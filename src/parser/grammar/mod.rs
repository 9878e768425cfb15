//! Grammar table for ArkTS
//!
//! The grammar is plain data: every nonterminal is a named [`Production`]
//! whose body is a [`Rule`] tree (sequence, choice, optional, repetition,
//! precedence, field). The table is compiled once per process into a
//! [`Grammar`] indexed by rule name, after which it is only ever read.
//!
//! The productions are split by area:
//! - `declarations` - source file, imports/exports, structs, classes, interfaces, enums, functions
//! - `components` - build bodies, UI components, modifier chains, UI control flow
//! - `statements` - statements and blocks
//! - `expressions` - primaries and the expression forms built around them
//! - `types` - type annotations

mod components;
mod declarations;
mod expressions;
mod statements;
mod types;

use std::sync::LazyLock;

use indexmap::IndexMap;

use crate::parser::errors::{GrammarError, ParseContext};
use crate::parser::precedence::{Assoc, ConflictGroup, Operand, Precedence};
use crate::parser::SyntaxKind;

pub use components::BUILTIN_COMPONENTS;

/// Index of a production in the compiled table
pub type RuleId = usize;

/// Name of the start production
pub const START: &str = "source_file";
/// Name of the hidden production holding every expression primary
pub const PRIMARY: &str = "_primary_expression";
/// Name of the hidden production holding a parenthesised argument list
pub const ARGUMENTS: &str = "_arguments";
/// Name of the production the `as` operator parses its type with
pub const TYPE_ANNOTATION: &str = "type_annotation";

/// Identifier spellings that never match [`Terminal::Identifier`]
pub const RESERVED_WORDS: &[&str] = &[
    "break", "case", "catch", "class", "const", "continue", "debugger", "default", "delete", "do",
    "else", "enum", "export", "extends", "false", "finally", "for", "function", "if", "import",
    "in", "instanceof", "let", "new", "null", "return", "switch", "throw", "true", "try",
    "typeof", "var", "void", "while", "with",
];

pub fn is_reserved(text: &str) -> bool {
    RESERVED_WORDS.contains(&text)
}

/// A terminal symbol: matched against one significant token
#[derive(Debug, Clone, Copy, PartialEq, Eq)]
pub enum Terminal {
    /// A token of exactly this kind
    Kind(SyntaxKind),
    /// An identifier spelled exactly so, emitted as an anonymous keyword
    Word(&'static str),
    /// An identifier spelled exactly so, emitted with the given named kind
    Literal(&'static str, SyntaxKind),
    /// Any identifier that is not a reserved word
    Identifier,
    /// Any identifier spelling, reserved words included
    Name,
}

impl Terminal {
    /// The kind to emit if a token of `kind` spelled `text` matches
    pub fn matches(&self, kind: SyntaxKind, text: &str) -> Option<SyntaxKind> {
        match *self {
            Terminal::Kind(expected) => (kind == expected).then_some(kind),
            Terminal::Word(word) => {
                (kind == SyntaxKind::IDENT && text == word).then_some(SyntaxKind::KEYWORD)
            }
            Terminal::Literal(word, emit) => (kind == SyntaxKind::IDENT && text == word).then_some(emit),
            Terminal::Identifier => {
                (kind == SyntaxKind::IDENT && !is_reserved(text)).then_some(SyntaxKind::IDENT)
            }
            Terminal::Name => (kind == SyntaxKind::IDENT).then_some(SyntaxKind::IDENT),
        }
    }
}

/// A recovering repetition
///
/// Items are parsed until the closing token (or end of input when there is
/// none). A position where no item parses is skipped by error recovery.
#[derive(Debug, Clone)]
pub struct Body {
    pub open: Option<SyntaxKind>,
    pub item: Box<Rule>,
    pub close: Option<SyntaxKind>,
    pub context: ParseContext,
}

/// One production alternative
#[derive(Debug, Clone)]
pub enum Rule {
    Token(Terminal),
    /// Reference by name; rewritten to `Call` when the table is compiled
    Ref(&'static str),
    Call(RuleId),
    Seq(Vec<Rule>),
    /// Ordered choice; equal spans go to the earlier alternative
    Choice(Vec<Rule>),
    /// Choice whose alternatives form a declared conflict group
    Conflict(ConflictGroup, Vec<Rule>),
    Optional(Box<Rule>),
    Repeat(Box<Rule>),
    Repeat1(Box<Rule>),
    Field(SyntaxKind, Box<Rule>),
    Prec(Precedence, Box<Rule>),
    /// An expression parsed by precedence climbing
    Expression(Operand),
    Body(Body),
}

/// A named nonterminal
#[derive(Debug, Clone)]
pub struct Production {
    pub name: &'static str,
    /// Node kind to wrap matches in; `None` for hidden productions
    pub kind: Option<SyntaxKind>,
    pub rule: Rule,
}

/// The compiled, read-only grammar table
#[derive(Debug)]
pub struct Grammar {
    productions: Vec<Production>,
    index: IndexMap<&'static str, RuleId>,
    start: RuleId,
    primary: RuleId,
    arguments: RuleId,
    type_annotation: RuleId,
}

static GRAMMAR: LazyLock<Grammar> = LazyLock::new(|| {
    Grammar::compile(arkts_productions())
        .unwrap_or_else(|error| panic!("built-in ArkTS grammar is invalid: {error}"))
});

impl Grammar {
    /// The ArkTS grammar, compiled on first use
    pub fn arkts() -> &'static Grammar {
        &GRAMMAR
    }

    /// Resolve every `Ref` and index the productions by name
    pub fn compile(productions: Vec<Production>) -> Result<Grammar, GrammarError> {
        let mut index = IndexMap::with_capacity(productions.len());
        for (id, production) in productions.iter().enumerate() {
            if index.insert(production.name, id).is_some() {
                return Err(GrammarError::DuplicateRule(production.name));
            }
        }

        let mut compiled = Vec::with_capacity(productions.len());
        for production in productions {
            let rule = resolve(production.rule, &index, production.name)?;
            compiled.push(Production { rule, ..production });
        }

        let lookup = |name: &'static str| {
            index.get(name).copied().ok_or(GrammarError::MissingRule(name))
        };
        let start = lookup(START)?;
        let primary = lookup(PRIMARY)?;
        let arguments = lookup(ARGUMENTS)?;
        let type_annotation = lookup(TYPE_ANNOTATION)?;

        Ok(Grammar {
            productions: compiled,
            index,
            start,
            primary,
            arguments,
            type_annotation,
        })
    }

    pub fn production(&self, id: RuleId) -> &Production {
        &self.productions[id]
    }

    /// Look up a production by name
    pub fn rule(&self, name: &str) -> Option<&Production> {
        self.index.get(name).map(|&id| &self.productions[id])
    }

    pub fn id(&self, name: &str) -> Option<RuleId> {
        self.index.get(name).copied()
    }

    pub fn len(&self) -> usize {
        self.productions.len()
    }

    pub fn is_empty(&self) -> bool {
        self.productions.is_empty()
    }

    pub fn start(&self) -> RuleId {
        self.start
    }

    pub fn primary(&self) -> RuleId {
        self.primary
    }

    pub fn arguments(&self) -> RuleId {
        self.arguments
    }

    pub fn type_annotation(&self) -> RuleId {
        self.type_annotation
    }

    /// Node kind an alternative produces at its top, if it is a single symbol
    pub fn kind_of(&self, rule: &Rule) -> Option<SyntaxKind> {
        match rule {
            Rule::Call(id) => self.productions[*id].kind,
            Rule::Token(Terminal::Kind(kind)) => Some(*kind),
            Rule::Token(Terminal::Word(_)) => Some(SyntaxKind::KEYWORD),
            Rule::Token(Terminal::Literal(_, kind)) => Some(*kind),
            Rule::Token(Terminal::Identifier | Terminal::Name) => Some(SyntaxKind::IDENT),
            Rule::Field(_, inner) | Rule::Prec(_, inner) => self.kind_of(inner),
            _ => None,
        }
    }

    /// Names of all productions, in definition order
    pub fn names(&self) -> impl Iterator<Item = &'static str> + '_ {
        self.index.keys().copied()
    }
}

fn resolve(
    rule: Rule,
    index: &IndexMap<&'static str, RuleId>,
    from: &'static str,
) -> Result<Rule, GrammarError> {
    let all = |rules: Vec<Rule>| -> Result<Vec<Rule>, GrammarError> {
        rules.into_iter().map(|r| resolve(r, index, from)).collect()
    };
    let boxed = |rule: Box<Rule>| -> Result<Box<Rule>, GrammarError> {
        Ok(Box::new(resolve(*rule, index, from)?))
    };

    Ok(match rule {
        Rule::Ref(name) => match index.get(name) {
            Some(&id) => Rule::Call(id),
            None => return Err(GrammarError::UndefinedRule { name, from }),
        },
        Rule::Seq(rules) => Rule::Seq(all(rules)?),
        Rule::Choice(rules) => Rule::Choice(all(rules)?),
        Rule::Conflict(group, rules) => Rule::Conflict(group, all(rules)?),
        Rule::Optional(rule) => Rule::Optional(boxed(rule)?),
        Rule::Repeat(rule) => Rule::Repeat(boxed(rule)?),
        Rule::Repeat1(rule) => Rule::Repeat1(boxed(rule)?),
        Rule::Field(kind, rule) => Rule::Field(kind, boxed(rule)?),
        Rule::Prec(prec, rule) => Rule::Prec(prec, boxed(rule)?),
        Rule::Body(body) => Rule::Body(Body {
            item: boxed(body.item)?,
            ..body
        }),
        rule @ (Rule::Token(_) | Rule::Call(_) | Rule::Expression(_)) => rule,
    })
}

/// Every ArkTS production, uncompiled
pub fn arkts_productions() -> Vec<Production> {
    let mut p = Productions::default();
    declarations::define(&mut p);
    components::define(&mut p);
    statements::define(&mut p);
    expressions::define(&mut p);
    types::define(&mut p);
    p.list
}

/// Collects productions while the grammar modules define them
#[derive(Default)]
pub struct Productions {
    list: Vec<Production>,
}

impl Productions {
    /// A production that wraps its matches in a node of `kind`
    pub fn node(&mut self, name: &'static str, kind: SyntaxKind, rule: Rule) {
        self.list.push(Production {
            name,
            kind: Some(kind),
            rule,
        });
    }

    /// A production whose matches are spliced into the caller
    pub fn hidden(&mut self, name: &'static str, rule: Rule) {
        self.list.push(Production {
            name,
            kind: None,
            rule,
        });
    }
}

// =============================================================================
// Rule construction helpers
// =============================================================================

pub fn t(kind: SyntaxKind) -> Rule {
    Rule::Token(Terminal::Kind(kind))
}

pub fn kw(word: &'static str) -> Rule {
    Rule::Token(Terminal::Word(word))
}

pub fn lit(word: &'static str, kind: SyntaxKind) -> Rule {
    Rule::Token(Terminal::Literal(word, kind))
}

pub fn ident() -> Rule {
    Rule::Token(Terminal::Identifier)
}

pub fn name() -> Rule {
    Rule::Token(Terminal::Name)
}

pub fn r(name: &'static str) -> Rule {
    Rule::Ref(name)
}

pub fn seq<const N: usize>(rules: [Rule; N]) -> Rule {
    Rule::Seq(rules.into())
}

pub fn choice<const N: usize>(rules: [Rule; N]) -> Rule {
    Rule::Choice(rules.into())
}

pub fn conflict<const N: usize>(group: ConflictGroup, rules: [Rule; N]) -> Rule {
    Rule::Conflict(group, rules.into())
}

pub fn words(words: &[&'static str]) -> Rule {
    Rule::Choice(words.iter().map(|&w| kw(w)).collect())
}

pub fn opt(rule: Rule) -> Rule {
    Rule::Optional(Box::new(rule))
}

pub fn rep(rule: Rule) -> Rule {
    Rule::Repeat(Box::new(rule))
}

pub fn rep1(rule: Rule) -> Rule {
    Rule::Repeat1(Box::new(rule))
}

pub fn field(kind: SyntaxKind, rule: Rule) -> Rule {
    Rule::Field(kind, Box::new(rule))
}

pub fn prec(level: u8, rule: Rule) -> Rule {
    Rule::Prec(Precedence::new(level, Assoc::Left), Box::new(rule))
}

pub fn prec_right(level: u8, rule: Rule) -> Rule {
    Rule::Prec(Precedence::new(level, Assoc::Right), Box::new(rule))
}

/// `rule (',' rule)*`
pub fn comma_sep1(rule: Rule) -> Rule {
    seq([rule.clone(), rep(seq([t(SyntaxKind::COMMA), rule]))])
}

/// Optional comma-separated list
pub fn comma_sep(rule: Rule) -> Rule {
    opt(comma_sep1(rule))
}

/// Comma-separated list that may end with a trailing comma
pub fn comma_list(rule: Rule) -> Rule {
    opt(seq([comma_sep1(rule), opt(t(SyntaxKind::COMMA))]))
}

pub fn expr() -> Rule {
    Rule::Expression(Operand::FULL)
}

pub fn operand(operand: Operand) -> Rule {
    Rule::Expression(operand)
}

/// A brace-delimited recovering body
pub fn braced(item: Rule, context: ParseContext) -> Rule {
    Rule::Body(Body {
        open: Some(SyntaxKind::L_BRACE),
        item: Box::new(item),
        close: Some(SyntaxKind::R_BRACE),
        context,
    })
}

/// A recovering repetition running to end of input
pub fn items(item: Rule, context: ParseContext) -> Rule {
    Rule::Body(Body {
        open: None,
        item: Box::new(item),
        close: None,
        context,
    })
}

**ACTIVITY**:
Please find all lines of the entries that hold the string "LazyLock" and copy them.

**RESPONSE BOX**:
use std::sync::LazyLock;
static GRAMMAR: LazyLock<Grammar> = LazyLock::new(|| {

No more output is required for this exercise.